The recent major Dell data breach seems to be a bit more damaging than initially thought, after reports the same threat actor managed to abuse the same flaws to steal even more data.
A hacker going by Menelik recently managed to steal sensitive data on 30,000 Dell customers. The data includes people’s names, phone numbers, email addresses, service reports, data on hardware replacement, various hardware components, customer device diagnostic logs, and more. In some instances, the data even included photos taken by Dell customers which, among the metadata, included precise GPS locations of where the photos had been taken.

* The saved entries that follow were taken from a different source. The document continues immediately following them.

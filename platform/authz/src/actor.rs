use std::{fmt, sync::Arc};

use serde::{Deserialize, Serialize};
use uuid::Uuid;

/// Identifier of a persisted account.
#[derive(Clone, Copy, Debug, Deserialize, Eq, Hash, Ord, PartialEq, PartialOrd, Serialize)]
#[serde(transparent)]
pub struct AccountId(Uuid);

impl AccountId {
    pub const fn new(id: Uuid) -> Self {
        Self(id)
    }

    pub fn into_uuid(self) -> Uuid {
        self.0
    }
}

impl From<Uuid> for AccountId {
    fn from(value: Uuid) -> Self {
        Self(value)
    }
}

impl fmt::Display for AccountId {
    fn fmt(&self, f: &mut fmt::Formatter<'_>) -> fmt::Result {
        fmt::Display::fmt(&self.0, f)
    }
}

#[derive(Clone, Copy, Debug, Eq, Hash, PartialEq)]
pub enum ActorId {
    Account(AccountId),
    /// The server acting on its own behalf.
    System,
}

impl fmt::Display for ActorId {
    fn fmt(&self, f: &mut fmt::Formatter<'_>) -> fmt::Result {
        match self {
            ActorId::Account(id) => fmt::Display::fmt(id, f),
            ActorId::System => f.write_str("system"),
        }
    }
}

/// The identity a single request acts as.
///
/// Built once per request by authentication, or synthetically through
/// [`crate::with_system_actor`], and only ever read afterwards.
#[derive(Clone, Debug, Eq, PartialEq)]
pub struct ActorContext {
    id: ActorId,
    roles: Arc<[String]>,
}

impl ActorContext {
    pub fn account(id: AccountId, roles: impl IntoIterator<Item = String>) -> Self {
        Self {
            id: ActorId::Account(id),
            roles: roles.into_iter().collect(),
        }
    }

    pub fn system() -> Self {
        Self {
            id: ActorId::System,
            roles: Arc::from([]),
        }
    }

    pub fn id(&self) -> ActorId {
        self.id
    }

    pub fn account_id(&self) -> Option<AccountId> {
        match self.id {
            ActorId::Account(id) => Some(id),
            ActorId::System => None,
        }
    }

    pub fn is_system(&self) -> bool {
        matches!(self.id, ActorId::System)
    }

    /// True only when this actor is the given account. The system actor
    /// never matches an account.
    pub fn is(&self, account: AccountId) -> bool {
        self.id == ActorId::Account(account)
    }

    pub fn roles(&self) -> &[String] {
        &self.roles
    }

    pub fn has_role(&self, role: &str) -> bool {
        self.roles.iter().any(|r| r == role)
    }
}

#[cfg(test)]
mod tests {
    use super::*;

    #[test]
    fn system_actor_never_matches_an_account() {
        let system = ActorContext::system();
        assert!(system.is_system());
        assert_eq!(system.account_id(), None);
        assert!(!system.is(AccountId::new(Uuid::nil())));
        assert_eq!(system.id().to_string(), "system");
    }

    #[test]
    fn account_actor_carries_roles() {
        let id = AccountId::new(Uuid::new_v4());
        let actor = ActorContext::account(id, ["moderator".to_string()]);
        assert!(actor.is(id));
        assert!(actor.has_role("moderator"));
        assert!(!actor.has_role("admin"));
        assert_eq!(actor.account_id(), Some(id));
    }
}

Some of the data even belongs to customers in the European Union, which might trigger GDPR with EU regulators.
Selling the intel
For now, TechCrunch says it has seen the data and it appears to be authentic. Speaking to the publication, the hacker said that at this time there are no concrete plans for the database: “I did find something for email and phone number data,” Menelik told TechCrunch. “But I am not going to do anything with it yet. I want to see how Dell responds to current topic.”
News recently broke of a hacker stealing, and offering to sell, information on postal addresses belonging to 49 million Dell customers, among other things. The data was grabbed by the same threat actor, Menelik, apparently from different Dell portals. They did it by registering multiple “partner” accounts, and then brute-forcing customer service tags.
The initial batch of 49 million entries was put up for sale on a dark web portal and soon after, the post was removed. That suggests that Menelik managed to sell the database to someone, although until the information is abused in one way or another, it’s impossible to tell. So far, there are no reports of anyone using the information for any malicious purposes.